Queensland University of Technology researcher Timothy Graham has probed more than 300 Twitter accounts that have been posting about the bushfires using the hashtag #ArsonEmergency.
He found that one-third displayed bot-like behaviour – the automated spread of inauthentic information about how the bushfires started.
The idea that most, if not all of the fires were started by firebugs is false. While police have charged dozens of arsonists, the figure is much lower than the "hundreds" being cited.
Some even shared fake news articles 'reporting' that climate change activists had deliberately lit bushfires to prove their point.
"The motivation underlying this often tends to not be changing people's opinions about the bushfire itself and how it's happening, but to sow discord and magnify already existing tensions in polarised political issues," Dr Graham told the ABC.

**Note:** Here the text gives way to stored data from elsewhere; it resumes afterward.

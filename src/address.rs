//! Sui-style account address derivation.
//!
//! address = "0x" || hex( BLAKE2b-256( flag || compressed_pubkey ) )
//!
//! The flag byte identifies the signature scheme (0x02 = secp256r1) and the
//! public key is its 33-byte compressed SEC1 encoding, so an address is a
//! pure function of the public key. It is recomputable at any time and never
//! stored as a source of truth.

use p256::ecdsa::VerifyingKey;
use p256::elliptic_curve::sec1::ToEncodedPoint;

use crate::blake2b;

/// Scheme flag byte for ECDSA over secp256r1.
pub const SCHEME_SECP256R1: u8 = 0x02;

/// Address digest width in bytes (renders as 64 hex chars after "0x").
pub const ADDRESS_DIGEST_LEN: usize = 32;

/// Derive the account address for `public_key`.
#[must_use]
pub fn derive_address(public_key: &VerifyingKey) -> String {
    let point = public_key.to_encoded_point(true);
    let mut preimage = Vec::with_capacity(1 + point.as_bytes().len());
    preimage.push(SCHEME_SECP256R1);
    preimage.extend_from_slice(point.as_bytes());
    format!("0x{}", hex::encode(blake2b::hash256(&preimage)))
}

#[cfg(test)]
mod tests {
    use super::*;
    use p256::ecdsa::SigningKey;

    fn fixed_key() -> SigningKey {
        SigningKey::from_slice(&[0x01u8; 32]).unwrap()
    }

    #[test]
    fn address_format() {
        let addr = derive_address(fixed_key().verifying_key());
        assert!(addr.starts_with("0x"));
        assert_eq!(addr.len(), 2 + 2 * ADDRESS_DIGEST_LEN);
        assert!(addr[2..].chars().all(|c| c.is_ascii_hexdigit() && !c.is_ascii_uppercase()));
    }

    #[test]
    fn address_is_deterministic() {
        let key = fixed_key();
        assert_eq!(derive_address(key.verifying_key()), derive_address(key.verifying_key()));
    }

    #[test]
    fn different_keys_get_different_addresses() {
        let a = SigningKey::from_slice(&[0x01u8; 32]).unwrap();
        let b = SigningKey::from_slice(&[0x02u8; 32]).unwrap();
        assert_ne!(derive_address(a.verifying_key()), derive_address(b.verifying_key()));
    }
}
//! The identity handle: the in-memory active keypair, ECDSA-P256-SHA256
//! signing, and signature verification.
//!
//! `Signer` replaces the original client's process-wide singleton with an
//! explicit handle injected into callers; constructing at most one per
//! identity keeps the at-most-one-active-identity semantics. The active key
//! sits behind a `RwLock`: `generate`/`import_private_key`/`delete_key`
//! take the write lock, so they are serialized against every concurrent
//! `sign`/`export_private_key`/`address`, which share the read lock.

use p256::ecdsa::signature::{Signer as _, Verifier as _};
use p256::ecdsa::{Signature as EcdsaSignature, SigningKey, VerifyingKey};
use p256::elliptic_curve::sec1::ToEncodedPoint;
use sha2::{Digest, Sha256};
use std::sync::{Mutex, PoisonError, RwLock};

use crate::address::derive_address;
use crate::errors::IdentityError;
use crate::keystore::KeyStore;
use crate::store::SecureStore;

/// One signing operation's output.
///
/// `digest` is the SHA-256 of `message`, kept for diagnostics and
/// server-side cross-checks. It is not what the signing primitive consumed:
/// ECDSA-P256-SHA256 hashes the raw message again internally.
#[derive(Clone, Debug)]
pub struct Signature {
    /// DER-encoded ECDSA signature.
    pub bytes: Vec<u8>,
    /// The exact byte sequence that was signed.
    pub message: Vec<u8>,
    /// SHA-256 of `message`.
    pub digest: [u8; 32],
}

/// Handle to the device's signing identity.
pub struct Signer<S: SecureStore> {
    keystore: KeyStore<S>,
    active: RwLock<Option<SigningKey>>,
    // Last signature produced, kept for diagnostics only.
    last_signature: Mutex<Option<Signature>>,
}

impl<S: SecureStore> Signer<S> {
    /// Create a handle with no key loaded. Call [`Self::load_existing`] or
    /// [`Self::generate`] before signing.
    #[must_use]
    pub fn new(keystore: KeyStore<S>) -> Self {
        Self {
            keystore,
            active: RwLock::new(None),
            last_signature: Mutex::new(None),
        }
    }

    /// Load a previously persisted key into the handle. Returns whether a
    /// key was found; absent or corrupted stored keys leave the handle in
    /// the no-key state.
    pub fn load_existing(&self) -> Result<bool, IdentityError> {
        let loaded = self.keystore.load_existing()?;
        let found = loaded.is_some();
        *self.write_active() = loaded;
        Ok(found)
    }

    /// Generate and persist a fresh keypair, replacing any active key.
    ///
    /// Regeneration makes the previously advertised address permanently
    /// unreachable by this device; callers must confirm with the user
    /// before invoking it on a loaded identity.
    pub fn generate(&self) -> Result<VerifyingKey, IdentityError> {
        let mut active = self.write_active();
        let key = Self::adopt(&mut active, self.keystore.generate())?;
        Ok(*key.verifying_key())
    }

    /// Decode, validate, and persist an exported private key, replacing any
    /// active key. A key that fails to decode is rejected before the store
    /// is touched, so the previously active key stays loaded.
    pub fn import_private_key(&self, encoded: &str) -> Result<VerifyingKey, IdentityError> {
        let mut active = self.write_active();
        let key = Self::adopt(&mut active, self.keystore.import(encoded))?;
        Ok(*key.verifying_key())
    }

    /// Install a freshly persisted key as the active one. When the store
    /// failed it may already have dropped the previous entry, so the old
    /// in-memory key can no longer be trusted to survive a restart and is
    /// unloaded rather than kept signing for a dead identity.
    fn adopt<'a>(
        active: &'a mut Option<SigningKey>,
        persisted: Result<SigningKey, IdentityError>,
    ) -> Result<&'a SigningKey, IdentityError> {
        match persisted {
            Ok(key) => Ok(active.insert(key)),
            Err(e) => {
                if matches!(e, IdentityError::SecureStoreFailure { .. }) {
                    *active = None;
                }
                Err(e)
            }
        }
    }

    /// Base64-encode the active private scalar for user-initiated backup.
    /// The returned string is equivalent to full account control; gate it
    /// behind an explicit user action and a strong warning.
    pub fn export_private_key(&self) -> Result<String, IdentityError> {
        let active = self.read_active();
        let key = active.as_ref().ok_or(IdentityError::KeyNotFound)?;
        Ok(self.keystore.export(key))
    }

    /// Remove the active key from this handle and from the secure store.
    pub fn delete_key(&self) -> Result<(), IdentityError> {
        let mut active = self.write_active();
        self.keystore.delete()?;
        *active = None;
        Ok(())
    }

    /// The active public key.
    pub fn public_key(&self) -> Result<VerifyingKey, IdentityError> {
        let active = self.read_active();
        active
            .as_ref()
            .map(|key| *key.verifying_key())
            .ok_or(IdentityError::KeyNotFound)
    }

    /// The active public key as its 33-byte compressed SEC1 encoding, the
    /// network-ready form the address is derived from.
    pub fn public_key_bytes(&self) -> Result<Vec<u8>, IdentityError> {
        Ok(self.public_key()?.to_encoded_point(true).as_bytes().to_vec())
    }

    /// Derive the account address of the active public key. Recomputed on
    /// every call; the address is never stored as a source of truth.
    pub fn address(&self) -> Result<String, IdentityError> {
        Ok(derive_address(&self.public_key()?))
    }

    /// Sign `message` with the active key.
    pub fn sign(&self, message: &[u8]) -> Result<Signature, IdentityError> {
        let active = self.read_active();
        let key = active.as_ref().ok_or(IdentityError::KeyNotFound)?;

        let ecdsa_sig: EcdsaSignature = key.sign(message);
        let signature = Signature {
            bytes: ecdsa_sig.to_der().as_bytes().to_vec(),
            message: message.to_vec(),
            digest: Sha256::digest(message).into(),
        };

        let mut last = self
            .last_signature
            .lock()
            .unwrap_or_else(PoisonError::into_inner);
        *last = Some(signature.clone());
        Ok(signature)
    }

    /// The most recent signature produced by this handle, for diagnostics.
    #[must_use]
    pub fn last_signature(&self) -> Option<Signature> {
        self.last_signature
            .lock()
            .unwrap_or_else(PoisonError::into_inner)
            .clone()
    }

    /// Check a DER-encoded signature over `message` against a SEC1-encoded
    /// public key.
    ///
    /// Verification is a predicate and fails closed: malformed signature or
    /// key encodings come back as `false`, never as an error.
    #[must_use]
    pub fn verify(signature_der: &[u8], message: &[u8], public_key_sec1: &[u8]) -> bool {
        let Ok(public_key) = VerifyingKey::from_sec1_bytes(public_key_sec1) else {
            return false;
        };
        let Ok(signature) = EcdsaSignature::from_der(signature_der) else {
            return false;
        };
        public_key.verify(message, &signature).is_ok()
    }

    fn read_active(&self) -> std::sync::RwLockReadGuard<'_, Option<SigningKey>> {
        self.active.read().unwrap_or_else(PoisonError::into_inner)
    }

    fn write_active(&self) -> std::sync::RwLockWriteGuard<'_, Option<SigningKey>> {
        self.active.write().unwrap_or_else(PoisonError::into_inner)
    }
}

Other viral posts on Facebook about the bushfires have spread bizarre conspiracy theories that the government is responsible for the fires, lit to clear land to make way for high-speed rail.
Some posts have even suggested that Muslims have lit them as some kind of jihadist terror attack.
"That stuff is only shocking if you begin with the assumption that people make decisions based on facts," Dr Ellerton said.
"They don't. And we seldom have.
"We're far more persuaded by narratives than we are by facts. Facts are important, there's no question about it, but they're not enough."
He said that sometimes, people don't care if something isn't true so long as it perpetuates their ideology or point of view.
"In a world where so much of it is known and so little of it by you, it's comforting to have your own world views massaged by lots of people," Dr Ellerton said.